* _What the exercise asks_
List each line of the data that holds the string "hits".

* _Exercise data_
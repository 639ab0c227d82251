// SPDX-License-Identifier: Apache-2.0
// © James Ross Ω FLYING•ROBOTS <https://github.com/flyingrobots>
//! Recursive descent parser for the condition language.
//!
//! Grammar (lowest precedence first):
//!
//! ```text
//! or    := and (OR and)*
//! and   := not (AND not)*
//! not   := (NOT | '!') not | cmp
//! cmp   := atom (cmpop atom)?
//! atom  := '(' or ')' | ident | number | string
//! ```

use crate::ast::{CmpOp, Expr};
use crate::error::ParseError;
use crate::token::{lex, Spanned, Token};

/// Parses `input` into an [`Expr`].
///
/// # Errors
///
/// [`ParseError`] for lexical errors, grammar violations, and trailing
/// input.
pub(crate) fn parse(input: &str) -> Result<Expr, ParseError> {
    let tokens = lex(input)?;
    let mut parser = Parser { tokens, pos: 0 };
    let expr = parser.parse_or()?;
    match parser.peek() {
        None => Ok(expr),
        Some(spanned) => Err(ParseError::UnexpectedToken {
            found: spanned.token.describe(),
            at: spanned.at,
        }),
    }
}

struct Parser {
    tokens: Vec<Spanned>,
    pos: usize,
}

impl Parser {
    fn peek(&self) -> Option<&Spanned> {
        self.tokens.get(self.pos)
    }

    fn advance(&mut self) -> Option<Spanned> {
        let spanned = self.tokens.get(self.pos).cloned();
        if spanned.is_some() {
            self.pos += 1;
        }
        spanned
    }

    fn parse_or(&mut self) -> Result<Expr, ParseError> {
        let mut lhs = self.parse_and()?;
        while matches!(self.peek().map(|s| &s.token), Some(Token::Or)) {
            self.pos += 1;
            let rhs = self.parse_and()?;
            lhs = Expr::Or(Box::new(lhs), Box::new(rhs));
        }
        Ok(lhs)
    }

    fn parse_and(&mut self) -> Result<Expr, ParseError> {
        let mut lhs = self.parse_not()?;
        while matches!(self.peek().map(|s| &s.token), Some(Token::And)) {
            self.pos += 1;
            let rhs = self.parse_not()?;
            lhs = Expr::And(Box::new(lhs), Box::new(rhs));
        }
        Ok(lhs)
    }

    fn parse_not(&mut self) -> Result<Expr, ParseError> {
        if matches!(self.peek().map(|s| &s.token), Some(Token::Not)) {
            self.pos += 1;
            let inner = self.parse_not()?;
            return Ok(Expr::Not(Box::new(inner)));
        }
        self.parse_cmp()
    }

    fn parse_cmp(&mut self) -> Result<Expr, ParseError> {
        let lhs = self.parse_atom()?;
        let op = match self.peek().map(|s| &s.token) {
            Some(Token::Eq) => CmpOp::Eq,
            Some(Token::Ne) => CmpOp::Ne,
            Some(Token::Gt) => CmpOp::Gt,
            Some(Token::Lt) => CmpOp::Lt,
            Some(Token::Ge) => CmpOp::Ge,
            Some(Token::Le) => CmpOp::Le,
            _ => return Ok(lhs),
        };
        self.pos += 1;
        let rhs = self.parse_atom()?;
        Ok(Expr::Cmp(op, Box::new(lhs), Box::new(rhs)))
    }

    fn parse_atom(&mut self) -> Result<Expr, ParseError> {
        let Some(spanned) = self.advance() else {
            return Err(ParseError::UnexpectedEnd);
        };
        match spanned.token {
            Token::LParen => {
                let inner = self.parse_or()?;
                match self.advance() {
                    Some(Spanned {
                        token: Token::RParen,
                        ..
                    }) => Ok(inner),
                    Some(other) => Err(ParseError::UnexpectedToken {
                        found: other.token.describe(),
                        at: other.at,
                    }),
                    None => Err(ParseError::UnexpectedEnd),
                }
            }
            Token::Ident(name) => Ok(Expr::Ident(name)),
            Token::Num(x) => Ok(Expr::Num(x)),
            Token::Str(s) => Ok(Expr::Str(s)),
            other => Err(ParseError::UnexpectedToken {
                found: other.describe(),
                at: spanned.at,
            }),
        }
    }
}

#[cfg(test)]
#[allow(clippy::expect_used, clippy::unwrap_used)]
mod tests {
    use super::*;

    fn p(input: &str) -> Expr {
        parse(input).expect("parse")
    }

    #[test]
    fn precedence_not_over_and_over_or() {
        // a OR b AND NOT c  ==  a OR (b AND (NOT c))
        assert_eq!(
            p("a OR b AND NOT c"),
            Expr::Or(
                Box::new(Expr::Ident("a".into())),
                Box::new(Expr::And(
                    Box::new(Expr::Ident("b".into())),
                    Box::new(Expr::Not(Box::new(Expr::Ident("c".into())))),
                )),
            )
        );
    }

    #[test]
    fn parentheses_override_precedence() {
        assert_eq!(
            p("(a OR b) AND c"),
            Expr::And(
                Box::new(Expr::Or(
                    Box::new(Expr::Ident("a".into())),
                    Box::new(Expr::Ident("b".into())),
                )),
                Box::new(Expr::Ident("c".into())),
            )
        );
    }

    #[test]
    fn comparison_binds_tighter_than_not() {
        assert_eq!(
            p("NOT x == 1"),
            Expr::Not(Box::new(Expr::Cmp(
                CmpOp::Eq,
                Box::new(Expr::Ident("x".into())),
                Box::new(Expr::Num(1.0)),
            )))
        );
    }

    #[test]
    fn double_negation_nests() {
        assert_eq!(
            p("!!x"),
            Expr::Not(Box::new(Expr::Not(Box::new(Expr::Ident("x".into())))))
        );
    }

    #[test]
    fn trailing_input_is_an_error() {
        assert!(matches!(
            parse("a b"),
            Err(ParseError::UnexpectedToken { .. })
        ));
    }

    #[test]
    fn empty_input_is_an_error() {
        assert_eq!(parse(""), Err(ParseError::UnexpectedEnd));
        assert_eq!(parse("a AND"), Err(ParseError::UnexpectedEnd));
    }

    #[test]
    fn dangling_paren_is_an_error() {
        assert_eq!(parse("(a OR b"), Err(ParseError::UnexpectedEnd));
        assert!(matches!(
            parse("a)"),
            Err(ParseError::UnexpectedToken { .. })
        ));
    }
}
// SPDX-License-Identifier: Apache-2.0
// © James Ross Ω FLYING•ROBOTS <https://github.com/flyingrobots>
//! End-to-end condition checks against live stores and namespaces.

#![allow(missing_docs)]
#![allow(clippy::unwrap_used, clippy::expect_used)]

use vexil_core::{FlagStore, FlagValue};
use vexil_expr::{Check, ParseError};

fn seeded_store() -> FlagStore {
    let store = FlagStore::new();
    store.set("dark_mode", true).unwrap();
    store.set("visits", 5).unwrap();
    store.set("tier", "gold").unwrap();
    store
}

#[test]
fn conditions_read_live_store_state() {
    let store = seeded_store();
    assert!(store.check("dark_mode").unwrap());
    assert!(store.check("visits > 3").unwrap());
    assert!(store.check("dark_mode AND visits >= 5").unwrap());
    assert!(store.check("tier == 'gold'").unwrap());
    assert!(!store.check("tier == 'silver'").unwrap());

    store.set("visits", 1).unwrap();
    assert!(!store.check("visits > 3").unwrap());
}

#[test]
fn computed_flags_participate_in_conditions() {
    let store = seeded_store();
    store
        .compute("frequent", &["visits"], |args| {
            Ok(FlagValue::Bool(
                FlagValue::num_or_zero(args[0].as_ref()) >= 3.0,
            ))
        })
        .unwrap();
    assert!(store.check("frequent").unwrap());
    store.set("visits", 1).unwrap();
    assert!(!store.check("frequent").unwrap());
}

#[test]
fn absent_flags_are_falsy_and_compare_as_zero() {
    let store = FlagStore::new();
    assert!(!store.check("missing").unwrap());
    assert!(store.check("NOT missing").unwrap());
    assert!(store.check("missing == 0").unwrap());
    assert!(store.check("missing < 1").unwrap());
}

#[test]
fn malformed_expressions_surface_parse_errors() {
    let store = FlagStore::new();
    assert!(matches!(store.check(""), Err(ParseError::UnexpectedEnd)));
    assert!(matches!(
        store.check("a ==="),
        Err(ParseError::UnexpectedChar { .. })
    ));
    assert!(matches!(
        store.check("(a OR"),
        Err(ParseError::UnexpectedEnd)
    ));
}

#[test]
fn namespace_checks_prefix_identifiers_transparently() {
    let store = FlagStore::new();
    let ns = store.namespace("app").unwrap();
    ns.set("x", 7).unwrap();
    store.set("x", 0).unwrap();

    // ns.check(e) == root.check(e with ids prefixed)
    assert_eq!(
        ns.check("x > 3").unwrap(),
        store.check("app.x > 3").unwrap()
    );
    assert!(ns.check("x > 3").unwrap());
    assert!(!store.check("x > 3").unwrap(), "root sees its own x");
}

#[test]
fn nested_namespace_checks_compose_prefixes() {
    let store = FlagStore::new();
    let inner = store.namespace("a").unwrap().namespace("b").unwrap();
    inner.set("flag", true).unwrap();
    assert!(inner.check("flag").unwrap());
    assert!(store.check("a.b.flag").unwrap());
}

#[test]
fn literals_only_conditions_work_without_any_flags() {
    let store = FlagStore::new();
    assert!(store.check("1 < 2").unwrap());
    assert!(store.check("'a' != 'b'").unwrap());
    assert!(!store.check("0").unwrap());
}
// SPDX-License-Identifier: Apache-2.0
// © James Ross Ω FLYING•ROBOTS <https://github.com/flyingrobots>
//! Namespace transparency: a view's reads, writes, and subscriptions are
//! exactly the root's, modulo the prefix.

#![allow(missing_docs)]
#![allow(clippy::unwrap_used, clippy::expect_used, clippy::float_cmp)]

use std::cell::RefCell;
use std::rc::Rc;

use vexil_core::{FlagStore, FlagValue, HistoryOptions};

#[test]
fn view_reads_equal_root_reads_of_the_prefixed_key() {
    let store = FlagStore::new();
    let ns = store.namespace("app").unwrap();
    store.set("app.x", 7).unwrap();
    assert_eq!(ns.get("x"), store.get("app.x"));
    assert_eq!(ns.get_num("x"), Some(7.0));
    ns.set("y", true).unwrap();
    assert_eq!(store.get_bool("app.y"), Some(true));
}

#[test]
fn counters_and_toggles_operate_on_prefixed_keys() {
    let store = FlagStore::new();
    let ns = store.namespace("app").unwrap();
    assert_eq!(ns.increment("hits").unwrap(), 1.0);
    assert_eq!(ns.increment_by("hits", 4.0).unwrap(), 5.0);
    assert_eq!(ns.decrement("hits").unwrap(), 4.0);
    assert!(ns.toggle("on").unwrap());
    assert_eq!(store.get_num("app.hits"), Some(4.0));
    assert_eq!(store.get_bool("app.on"), Some(true));
}

#[test]
fn computed_flags_in_a_namespace_prefix_their_deps() {
    let store = FlagStore::new();
    let ns = store.namespace("app").unwrap();
    ns.set("a", 2).unwrap();
    ns.compute("double", &["a"], |args| {
        Ok(FlagValue::Num(
            FlagValue::num_or_zero(args[0].as_ref()) * 2.0,
        ))
    })
    .unwrap();

    assert_eq!(ns.get_num("double"), Some(4.0));
    assert_eq!(store.get_num("app.double"), Some(4.0));

    // The dependency is the namespaced key, not the bare one.
    store.set("a", 100).unwrap();
    assert_eq!(ns.get_num("double"), Some(4.0));
    ns.set("a", 3).unwrap();
    assert_eq!(ns.get_num("double"), Some(6.0));
}

#[test]
fn set_many_through_a_view_stays_one_step() {
    let store = FlagStore::builder()
        .history(HistoryOptions::default())
        .build()
        .unwrap();
    let ns = store.namespace("app").unwrap();
    ns.set_many([("a", 1), ("b", 2)]).unwrap();
    assert_eq!(store.history_len(), 1);
    assert_eq!(store.get_num("app.a"), Some(1.0));
    assert_eq!(store.get_num("app.b"), Some(2.0));
}

#[test]
fn per_key_subscription_delivers_stripped_keys() {
    let store = FlagStore::new();
    let ns = store.namespace("app").unwrap();
    let seen: Rc<RefCell<Vec<String>>> = Rc::new(RefCell::new(Vec::new()));
    let seen_cb = Rc::clone(&seen);
    let _sub = ns.subscribe_key("x", move |event| {
        seen_cb.borrow_mut().push(event.key.to_owned());
    });

    ns.set("x", 1).unwrap();
    store.set("app.x", 2).unwrap();
    assert_eq!(*seen.borrow(), vec!["x", "x"]);
}

#[test]
fn scoped_global_subscriber_never_sees_synthetic_events() {
    let store = FlagStore::new();
    let ns = store.namespace("app").unwrap();
    let seen: Rc<RefCell<Vec<String>>> = Rc::new(RefCell::new(Vec::new()));
    let seen_cb = Rc::clone(&seen);
    let _sub = ns.subscribe(move |event| seen_cb.borrow_mut().push(event.key.to_owned()));

    store
        .batch(|| {
            store.set("app.x", 1)?;
            store.set("elsewhere", 2)?;
            Ok(())
        })
        .unwrap();

    // The scoped wrapper sits on the root global list, which received only
    // `__batch__` — and synthetic keys never match the prefix.
    assert!(seen.borrow().is_empty());

    store.set("app.y", 3).unwrap();
    assert_eq!(*seen.borrow(), vec!["y"]);
}

#[test]
fn sibling_namespaces_are_isolated() {
    let store = FlagStore::new();
    let a = store.namespace("a").unwrap();
    let b = store.namespace("b").unwrap();
    a.set("k", 1).unwrap();
    b.set("k", 2).unwrap();

    assert_eq!(a.get_num("k"), Some(1.0));
    assert_eq!(b.get_num("k"), Some(2.0));

    a.clear();
    assert!(!a.has("k"));
    assert_eq!(b.get_num("k"), Some(2.0));
    assert_eq!(a.keys(), Vec::<String>::new());
    assert_eq!(b.keys(), vec!["k"]);
}

#[test]
fn undo_reaches_through_to_namespaced_writes() {
    let store = FlagStore::builder()
        .history(HistoryOptions::default())
        .build()
        .unwrap();
    let ns = store.namespace("app").unwrap();
    ns.set("k", 1).unwrap();
    assert!(store.undo());
    assert!(!ns.has("k"));
}
// SPDX-License-Identifier: Apache-2.0
// © James Ross Ω FLYING•ROBOTS <https://github.com/flyingrobots>
//! Persistence: load-merge at build time, autosave after broadcast, and
//! the plain-only snapshot shape.

#![allow(missing_docs)]
#![allow(clippy::unwrap_used, clippy::expect_used, clippy::float_cmp)]

use std::cell::RefCell;
use std::collections::BTreeMap;
use std::rc::Rc;

use vexil_core::{
    FlagStore, FlagValue, HistoryOptions, MemoryBackend, PersistOptions, StorageBackend,
    DEFAULT_BLOB_KEY,
};

fn persisted_map(backend: &MemoryBackend) -> BTreeMap<String, FlagValue> {
    let blob = backend
        .read(DEFAULT_BLOB_KEY)
        .unwrap()
        .expect("blob present");
    serde_json::from_str(&blob).unwrap()
}

fn store_with(backend: &MemoryBackend) -> FlagStore {
    FlagStore::builder()
        .persist(PersistOptions::new(backend.clone()))
        .history(HistoryOptions::default())
        .build()
        .unwrap()
}

#[test]
fn every_plain_mutation_autosaves() {
    let backend = MemoryBackend::new();
    let store = store_with(&backend);

    store.set("a", 1).unwrap();
    assert_eq!(persisted_map(&backend).get("a"), Some(&FlagValue::Num(1.0)));

    store.toggle("b").unwrap();
    store.delete("a").unwrap();
    let snapshot = persisted_map(&backend);
    assert_eq!(snapshot.get("b"), Some(&FlagValue::Bool(true)));
    assert!(!snapshot.contains_key("a"));
}

#[test]
fn computed_flags_are_not_persisted() {
    let backend = MemoryBackend::new();
    let store = store_with(&backend);
    store.set("x", 2).unwrap();
    store
        .compute("double", &["x"], |args| {
            Ok(FlagValue::Num(
                FlagValue::num_or_zero(args[0].as_ref()) * 2.0,
            ))
        })
        .unwrap();
    store.set("x", 3).unwrap();

    let snapshot = persisted_map(&backend);
    assert!(snapshot.contains_key("x"));
    assert!(
        !snapshot.contains_key("double"),
        "definitions are code, not data"
    );
}

#[test]
fn reload_round_trips_the_plain_registry() {
    let backend = MemoryBackend::new();
    {
        let store = store_with(&backend);
        store.set("dark_mode", true).unwrap();
        store.set("retries", 3).unwrap();
        store.set("greeting", "hello").unwrap();
    }
    let reloaded = store_with(&backend);
    assert_eq!(reloaded.get_bool("dark_mode"), Some(true));
    assert_eq!(reloaded.get_num("retries"), Some(3.0));
    assert_eq!(reloaded.get_str("greeting").as_deref(), Some("hello"));
}

#[test]
fn undo_and_redo_autosave_when_plain_state_changes() {
    let backend = MemoryBackend::new();
    let store = store_with(&backend);
    store.set("k", 1).unwrap();
    store.set("k", 2).unwrap();

    store.undo();
    assert_eq!(persisted_map(&backend).get("k"), Some(&FlagValue::Num(1.0)));
    store.redo();
    assert_eq!(persisted_map(&backend).get("k"), Some(&FlagValue::Num(2.0)));
}

#[test]
fn clear_history_does_not_autosave() {
    let backend = MemoryBackend::new();
    let store = store_with(&backend);
    store.set("k", 1).unwrap();
    let before = backend.read(DEFAULT_BLOB_KEY).unwrap();

    store.clear_history();
    assert_eq!(backend.read(DEFAULT_BLOB_KEY).unwrap(), before);
}

#[test]
fn batch_autosaves_once_at_commit() {
    #[derive(Clone, Default)]
    struct CountingBackend {
        inner: MemoryBackend,
        writes: Rc<RefCell<u32>>,
    }
    impl StorageBackend for CountingBackend {
        fn read(&self, key: &str) -> Result<Option<String>, vexil_core::BackendError> {
            self.inner.read(key)
        }
        fn write(&self, key: &str, blob: &str) -> Result<(), vexil_core::BackendError> {
            *self.writes.borrow_mut() += 1;
            self.inner.write(key, blob)
        }
        fn remove(&self, key: &str) -> Result<(), vexil_core::BackendError> {
            self.inner.remove(key)
        }
    }

    let backend = CountingBackend::default();
    let writes = Rc::clone(&backend.writes);
    let store = FlagStore::builder()
        .persist(PersistOptions::new(backend))
        .build()
        .unwrap();

    store
        .batch(|| {
            store.set("a", 1)?;
            store.set("b", 2)?;
            store.set("c", 3)?;
            Ok(())
        })
        .unwrap();
    assert_eq!(*writes.borrow(), 1);
}

#[test]
fn manual_save_works_with_autosave_off() {
    let backend = MemoryBackend::new();
    let store = FlagStore::builder()
        .persist(PersistOptions::new(backend.clone()).auto_save(false))
        .build()
        .unwrap();

    store.set("k", 1).unwrap();
    assert!(
        backend.read(DEFAULT_BLOB_KEY).unwrap().is_none(),
        "no write without autosave"
    );

    store.save().unwrap();
    assert_eq!(persisted_map(&backend).get("k"), Some(&FlagValue::Num(1.0)));
}

#[test]
fn custom_blob_key_is_respected() {
    let backend = MemoryBackend::new();
    let store = FlagStore::builder()
        .persist(PersistOptions::new(backend.clone()).blob_key("feature-flags"))
        .build()
        .unwrap();
    store.set("k", 1).unwrap();
    assert!(backend.read("feature-flags").unwrap().is_some());
    assert!(backend.read(DEFAULT_BLOB_KEY).unwrap().is_none());
}

#[test]
fn corrupt_blob_fails_the_build() {
    let backend = MemoryBackend::new();
    backend.write(DEFAULT_BLOB_KEY, "{ not json").unwrap();
    let err = FlagStore::builder()
        .persist(PersistOptions::new(backend))
        .build();
    assert!(matches!(err, Err(vexil_core::StoreError::Backend(_))));
}

#[test]
fn subscribers_run_before_the_persist_write() {
    let backend = MemoryBackend::new();
    let store = store_with(&backend);

    let observed: Rc<RefCell<Option<bool>>> = Rc::new(RefCell::new(None));
    let observed_cb = Rc::clone(&observed);
    let backend_cb = backend.clone();
    let _sub = store.subscribe_key("k", move |_| {
        // The pre-persist state is observable from a subscriber.
        *observed_cb.borrow_mut() =
            Some(backend_cb.read(DEFAULT_BLOB_KEY).unwrap().is_none());
    });

    store.set("k", 1).unwrap();
    assert_eq!(*observed.borrow(), Some(true));
    assert!(backend.read(DEFAULT_BLOB_KEY).unwrap().is_some());
}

* _Solution_
    assert_eq!(ns.increment("hits").unwrap(), 1.0);
    assert_eq!(ns.increment_by("hits", 4.0).unwrap(), 5.0);
    assert_eq!(ns.decrement("hits").unwrap(), 4.0);
    assert_eq!(store.get_num("app.hits"), Some(4.0));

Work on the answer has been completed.